(The data)

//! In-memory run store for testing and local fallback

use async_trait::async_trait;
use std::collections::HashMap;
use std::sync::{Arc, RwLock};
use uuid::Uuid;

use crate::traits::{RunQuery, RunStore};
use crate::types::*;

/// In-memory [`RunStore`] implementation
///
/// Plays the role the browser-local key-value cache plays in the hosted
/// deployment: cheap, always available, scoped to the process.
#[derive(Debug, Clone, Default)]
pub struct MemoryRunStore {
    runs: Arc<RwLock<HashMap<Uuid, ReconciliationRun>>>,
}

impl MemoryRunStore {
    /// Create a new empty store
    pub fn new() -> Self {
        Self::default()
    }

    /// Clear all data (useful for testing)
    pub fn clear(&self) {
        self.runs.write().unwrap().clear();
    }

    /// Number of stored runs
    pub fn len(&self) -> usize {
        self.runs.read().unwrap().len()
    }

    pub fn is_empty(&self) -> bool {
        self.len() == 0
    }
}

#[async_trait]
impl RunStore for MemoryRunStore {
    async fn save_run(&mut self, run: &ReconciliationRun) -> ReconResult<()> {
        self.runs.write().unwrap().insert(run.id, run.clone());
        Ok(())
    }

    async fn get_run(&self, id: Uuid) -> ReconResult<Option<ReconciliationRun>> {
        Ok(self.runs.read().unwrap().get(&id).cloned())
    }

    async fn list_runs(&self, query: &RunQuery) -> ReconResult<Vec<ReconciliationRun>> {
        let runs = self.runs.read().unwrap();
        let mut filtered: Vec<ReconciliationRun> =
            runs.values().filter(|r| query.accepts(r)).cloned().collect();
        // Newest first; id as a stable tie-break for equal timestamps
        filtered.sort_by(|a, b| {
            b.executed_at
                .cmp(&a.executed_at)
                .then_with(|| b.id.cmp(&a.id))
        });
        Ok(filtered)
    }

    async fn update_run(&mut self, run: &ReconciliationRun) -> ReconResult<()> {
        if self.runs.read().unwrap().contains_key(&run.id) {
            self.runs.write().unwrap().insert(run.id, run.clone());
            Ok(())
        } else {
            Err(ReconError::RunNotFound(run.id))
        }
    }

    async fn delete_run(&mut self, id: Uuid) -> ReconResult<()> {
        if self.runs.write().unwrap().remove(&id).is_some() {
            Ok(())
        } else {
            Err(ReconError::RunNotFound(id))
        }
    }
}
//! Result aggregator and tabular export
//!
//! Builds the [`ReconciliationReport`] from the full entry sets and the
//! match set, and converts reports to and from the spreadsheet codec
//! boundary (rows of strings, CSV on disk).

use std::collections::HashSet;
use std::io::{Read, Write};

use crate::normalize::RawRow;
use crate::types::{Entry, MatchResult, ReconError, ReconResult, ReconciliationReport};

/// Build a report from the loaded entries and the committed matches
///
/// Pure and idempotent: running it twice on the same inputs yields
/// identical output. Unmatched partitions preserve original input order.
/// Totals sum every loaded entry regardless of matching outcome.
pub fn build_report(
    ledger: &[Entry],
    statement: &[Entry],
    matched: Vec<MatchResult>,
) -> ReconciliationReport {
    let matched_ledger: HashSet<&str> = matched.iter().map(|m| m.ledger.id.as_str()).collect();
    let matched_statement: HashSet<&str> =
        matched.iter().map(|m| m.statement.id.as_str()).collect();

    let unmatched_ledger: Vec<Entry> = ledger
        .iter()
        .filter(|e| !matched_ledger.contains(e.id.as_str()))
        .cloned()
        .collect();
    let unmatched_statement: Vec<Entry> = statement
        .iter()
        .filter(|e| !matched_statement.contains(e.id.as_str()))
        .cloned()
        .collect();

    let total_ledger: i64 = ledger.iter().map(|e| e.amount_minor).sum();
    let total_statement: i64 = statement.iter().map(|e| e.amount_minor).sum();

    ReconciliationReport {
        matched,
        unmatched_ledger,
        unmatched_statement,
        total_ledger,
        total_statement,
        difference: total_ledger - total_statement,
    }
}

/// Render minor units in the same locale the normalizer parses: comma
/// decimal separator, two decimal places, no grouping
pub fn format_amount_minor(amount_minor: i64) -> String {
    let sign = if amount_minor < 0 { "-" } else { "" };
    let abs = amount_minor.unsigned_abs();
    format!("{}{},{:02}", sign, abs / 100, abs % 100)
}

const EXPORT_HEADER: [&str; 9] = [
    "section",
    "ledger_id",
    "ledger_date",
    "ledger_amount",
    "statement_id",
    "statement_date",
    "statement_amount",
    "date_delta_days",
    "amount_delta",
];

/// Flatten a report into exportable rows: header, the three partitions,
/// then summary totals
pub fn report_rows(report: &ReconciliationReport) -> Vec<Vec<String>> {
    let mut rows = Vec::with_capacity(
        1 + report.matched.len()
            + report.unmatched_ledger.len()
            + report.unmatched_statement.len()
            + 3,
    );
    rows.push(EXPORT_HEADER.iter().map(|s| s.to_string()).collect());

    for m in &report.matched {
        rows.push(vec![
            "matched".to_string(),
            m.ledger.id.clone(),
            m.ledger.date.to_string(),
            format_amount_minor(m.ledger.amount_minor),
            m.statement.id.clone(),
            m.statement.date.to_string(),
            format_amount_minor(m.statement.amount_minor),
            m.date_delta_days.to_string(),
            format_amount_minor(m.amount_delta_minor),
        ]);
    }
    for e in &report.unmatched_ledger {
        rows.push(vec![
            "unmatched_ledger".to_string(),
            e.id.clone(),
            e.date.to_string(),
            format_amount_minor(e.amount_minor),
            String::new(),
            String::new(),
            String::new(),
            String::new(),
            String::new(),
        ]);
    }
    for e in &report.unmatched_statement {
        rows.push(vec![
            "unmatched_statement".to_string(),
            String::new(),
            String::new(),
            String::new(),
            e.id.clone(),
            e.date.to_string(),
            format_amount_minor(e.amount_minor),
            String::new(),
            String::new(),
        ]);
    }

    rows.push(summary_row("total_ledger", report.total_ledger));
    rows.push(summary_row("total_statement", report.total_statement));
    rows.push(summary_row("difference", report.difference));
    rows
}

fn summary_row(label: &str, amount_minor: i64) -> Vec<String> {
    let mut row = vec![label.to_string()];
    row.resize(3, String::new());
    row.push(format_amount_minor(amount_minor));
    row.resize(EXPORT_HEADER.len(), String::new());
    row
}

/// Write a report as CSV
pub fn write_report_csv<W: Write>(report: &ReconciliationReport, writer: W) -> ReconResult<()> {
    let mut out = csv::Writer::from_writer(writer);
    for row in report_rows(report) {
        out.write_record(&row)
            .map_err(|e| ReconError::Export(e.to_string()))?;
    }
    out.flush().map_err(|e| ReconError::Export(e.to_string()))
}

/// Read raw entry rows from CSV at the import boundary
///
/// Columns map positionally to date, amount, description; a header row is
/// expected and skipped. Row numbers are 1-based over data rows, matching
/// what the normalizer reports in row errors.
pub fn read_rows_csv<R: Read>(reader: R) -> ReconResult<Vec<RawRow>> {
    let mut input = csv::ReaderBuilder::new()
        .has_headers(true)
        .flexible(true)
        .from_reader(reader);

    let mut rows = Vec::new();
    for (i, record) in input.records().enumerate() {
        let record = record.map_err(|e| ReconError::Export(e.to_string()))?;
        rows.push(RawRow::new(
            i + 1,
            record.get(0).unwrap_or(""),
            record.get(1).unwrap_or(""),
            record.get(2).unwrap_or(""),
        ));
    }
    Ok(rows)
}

(End The data)

● Work instructions
Your task is to copy each line of the material that contains the word "MemoryRunStore".

● Task response
pub struct MemoryRunStore {
impl MemoryRunStore {
impl RunStore for MemoryRunStore {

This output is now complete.